How’s it going? I really enjoy your work and I love that I get to help build Wandrossa with the daily polls. I signed up for the silver tier about a week or so ago and finally have thought of my request. In the campaign I’m in, all the spellcasters feel that due to bad stat rolls, or in my case really good stat rolls, even when we try our best to do our job, everything seems so lackluster whether it’s low spell save DC’s or just not enough prepared spells choices. I was curious if you could make two feats to help give a small boost to spell casters. One that would help raise the spell DC, and one to give an increased prepared spells list.

Interesting ideas! And I think it’s totally doable.


Playtest Content

The material here is presented for playtesting and to spark your imagination. These game mechanics are in draft form, usable in your campaign but not refined by final game design and editing. They aren’t officially part of the game.

Constructive feedback is welcome and appreciated in either comments or social media. If you can give me a valid reason with examples why something is off, 9/10 I’m likely to make changes to the content and credit you for doing so. Otherwise, feedback without anything to back it up gets ignored (or at most a smile emoji like this 🙂 ) Thanks!


Design Notes

Feats are usually pretty simple to write and balance, especially if there’s something similar to compare the feat to. Oddly, there aren’t a whole lot of published feats. There are all the ones in the Fifth Edition PHB as well as Xan’s. But that’s about it.

Understanding Feats

There is something pretty important that everyone should understand when it comes to feat. Feats offer some extraordinary benefits, but mostly at the expense of what you lose with it: the Ability Score Increase.

Let’s say that Max didn’t get the feat and just stuck with the ASI’s Int increase. A +2 to Int equals a +1 bonus to spell save DC and attack rolls in addition to bonuses in Intelligence saving throws, skills, and other related checks.

That’s pretty big! Therefore, if you’re going to take a feat over that, it needs to be pretty good and make sense.

Comparable Feats

The biggest feat that we should consider when building out Max’s request is the Magic Initiate feat. It lets anyone learn two cantrips which they can cast at will and then a 1st-level spell from the same list. The 1st-level spell is a once-per-long-rest.
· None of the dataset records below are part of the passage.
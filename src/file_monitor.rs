//! Monitors attached to particular tracee fds. The fd table consults them
//! when the dispatcher observes writes to monitored streams.

use crate::{
    remote_ptr::{RemotePtr, Void},
    task::Task,
};

#[derive(Copy, Clone, Debug, Eq, PartialEq)]
pub enum FileMonitorType {
    Stdio,
    MagicSaveData,
    Preserved,
}

/// A contiguous range of written tracee memory.
#[derive(Copy, Clone, Debug)]
pub struct Range {
    pub data: RemotePtr<Void>,
    pub length: usize,
}

impl Range {
    pub fn new(data: RemotePtr<Void>, length: usize) -> Range {
        Range { data, length }
    }
}

pub trait FileMonitor {
    fn file_monitor_type(&self) -> FileMonitorType;

    /// Whether tracee attempts to close or dup over this fd should be
    /// hidden from the tracee.
    fn is_preserved(&self) -> bool {
        false
    }

    /// Notification of a successful write/writev/pwrite*/pwritev through
    /// this fd. `offset` is the file offset for the positional variants,
    /// -1 otherwise.
    fn did_write(&self, _t: &mut Task, _ranges: &[Range], _offset: i64) {}
}

/// Monitors stdout/stderr so recorded output can be synchronized with
/// event processing.
pub struct StdioMonitor {
    fd: i32,
}

impl StdioMonitor {
    pub fn new(fd: i32) -> StdioMonitor {
        StdioMonitor { fd }
    }
}

impl FileMonitor for StdioMonitor {
    fn file_monitor_type(&self) -> FileMonitorType {
        FileMonitorType::Stdio
    }

    fn did_write(&self, t: &mut Task, ranges: &[Range], _offset: i64) {
        let total: usize = ranges.iter().map(|r| r.length).sum();
        log!(
            crate::log::LogDebug,
            "stdio fd {} of task {} wrote {} bytes",
            self.fd,
            t.tid,
            total
        );
    }
}

/// The write sink tracees use to submit data for cross-run verification.
pub struct MagicSaveDataMonitor;

impl MagicSaveDataMonitor {
    pub fn new() -> MagicSaveDataMonitor {
        MagicSaveDataMonitor
    }
}

impl Default for MagicSaveDataMonitor {
    fn default() -> Self {
        MagicSaveDataMonitor::new()
    }
}

impl FileMonitor for MagicSaveDataMonitor {
    fn file_monitor_type(&self) -> FileMonitorType {
        FileMonitorType::MagicSaveData
    }

    fn did_write(&self, t: &mut Task, ranges: &[Range], _offset: i64) {
        // The data itself goes to the trace stream; here we just pull it
        // out of the tracee so short reads surface immediately.
        for r in ranges {
            let mut buf = vec![0u8; r.length];
            t.read_bytes_helper(r.data, &mut buf, None);
        }
    }
}

/// Marks an fd that must survive tracee interference (the reserved root
/// dir fd, the magic-save-data fd).
pub struct PreserveFileMonitor;

impl PreserveFileMonitor {
    pub fn new() -> PreserveFileMonitor {
        PreserveFileMonitor
    }
}

impl Default for PreserveFileMonitor {
    fn default() -> Self {
        PreserveFileMonitor::new()
    }
}

impl FileMonitor for PreserveFileMonitor {
    fn file_monitor_type(&self) -> FileMonitorType {
        FileMonitorType::Preserved
    }

    fn is_preserved(&self) -> bool {
        true
    }
}
/// The tracee progress clock: one tick per retired conditional branch,
/// counted by a hardware performance counter. Monotonically non-decreasing
/// over a task's life.
pub type Ticks = u64;
use std::env;

lazy_static! {
    static ref FLAGS: Flags = Flags::from_env();
}

/// Process-wide configuration, captured once at startup from the
/// environment and immutable afterwards.
#[derive(Clone)]
pub struct Flags {
    /// Don't listen for PTRACE_EVENT_EXIT events, to exercise the paths
    /// that handle kernels which fail to deliver them.
    pub disable_ptrace_exit_events: bool,
    /// Suppress warnings about environmental features outside our control.
    pub suppress_environment_warnings: bool,
    /// Force things that would otherwise fatally abort (e.g. tolerating
    /// IN_TX perf counts on buggy KVM hosts).
    pub force_things: bool,
    /// User override for CPU microarchitecture detection, e.g. when running
    /// under an emulator that reports unhelpful CPUID values.
    pub forced_uarch: Option<String>,
    /// Bind tracer and tracees to this CPU. Performance counter values are
    /// only comparable between runs when all tracees stay on one CPU.
    pub bind_cpu: Option<u32>,
}

impl Flags {
    pub fn get() -> &'static Flags {
        &FLAGS
    }

    fn from_env() -> Flags {
        Flags {
            disable_ptrace_exit_events: env::var_os("REWIND_NO_PTRACE_EXIT_EVENTS").is_some(),
            suppress_environment_warnings: env::var_os("REWIND_SUPPRESS_ENVIRONMENT_WARNINGS")
                .is_some(),
            force_things: env::var_os("REWIND_FORCE_THINGS").is_some(),
            forced_uarch: env::var("REWIND_FORCED_UARCH").ok(),
            bind_cpu: env::var("REWIND_BIND_CPU")
                .ok()
                .and_then(|v| v.parse::<u32>().ok()),
        }
    }
}
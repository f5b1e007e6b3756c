//! Storage layer
//!
//! Persistent vector collections (SQLite + in-memory HNSW) and the CSV chunk
//! corpus produced by ingestion.

pub mod corpus;
pub mod database;
pub mod vector_store;

pub use corpus::ChunkCorpus;
pub use database::{Database, DbPool, DbStats};
pub use vector_store::{point_id, Collection, CollectionInfo, CollectionSpec, VectorStore};
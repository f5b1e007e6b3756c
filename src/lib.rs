//! Normativa - Question answering over university regulations
//!
//! Ingests regulation PDFs and HTML pages into overlapping word-window chunks,
//! embeds them locally into a persistent vector store, and answers questions
//! by grounding a hosted chat-completion model in the retrieved chunks, with
//! deduplicated citations back to the source documents.

pub mod cli;
pub mod config;
pub mod embedding;
pub mod error;
pub mod eval;
pub mod ingest;
pub mod llm;
pub mod pipeline;
pub mod retrieval;
pub mod server;
pub mod storage;

pub use config::Config;
pub use error::{RagError, Result};
pub use pipeline::{PipelineResult, RagPipeline};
This turns a non-caster into a caster and makes a current caster a little better (although, one would argue that for someone that’s already slinging spells, this isn’t probably a dud of a choice).

The next feat I’m taking a look at Elemental Adept. You have to be able to cast at least one spell. Then you pick an element. Spells you cast ignore resistance to damage of the chosen type and it deals extra damage kind of inline with the Great Weapon Fighting fighting style; you count 1s as 2s. I’ll show in the math below that the damage boost is the equivalent of food coloring–not really a big deal–but it’s the ignoring resistance that’s important since you’re effectively doubling the damage of those spells against certain creatures. However, it’s very specialist and kinda niche.

Another cool feat is Spell Sniper. It increases your effective range, ignores cover, and lets you learn damage dealing cantrip.

Elemental Adept Math (or Why Counting  a 2 as a 1 Kinda Sucks)

So how good is counting a 1 as a 2? Depends on the die!

With a d4, your rolls a 2, 2, 3, 4; that’s an average of 2.75, which is 0.25 more damage on average than a d4’s normal average, which is 2.50.

With a d6, your rolls are 2, 2, 3, 4, 5, 6; that’s an average of 3.67, which is 0.17 more damage on average than a d6’s normal average, which is 3.50. Notice how the amount diminishes the bigger the die is.

A d8 does 4.63, which is 0.13 more than normal.

A d10 does 5.60 which is only 0.10 more than normal.

And a d12 does 6.58, which is a measly 0.08 increase in average damage.

As I explained above, it’s the overcoming the resistance that really matters with this feat. But it’s niche AF. Where it’s going to really matter is when you’re going up creatures (usually at higher levels) that have a lot of resistances, like fiends.

So, how does improving DC improve damage?

The game is built roughly around the idea that a character has about a 60% chance of hitting creatures with spell attacks (a spell save DC is just an inverted attack where the target is performing a “defense roll” versus an attack roll). By increasing the DC by 1, it’s effectively increasing an attack roll by +1. That improves the chance to hit by 5%.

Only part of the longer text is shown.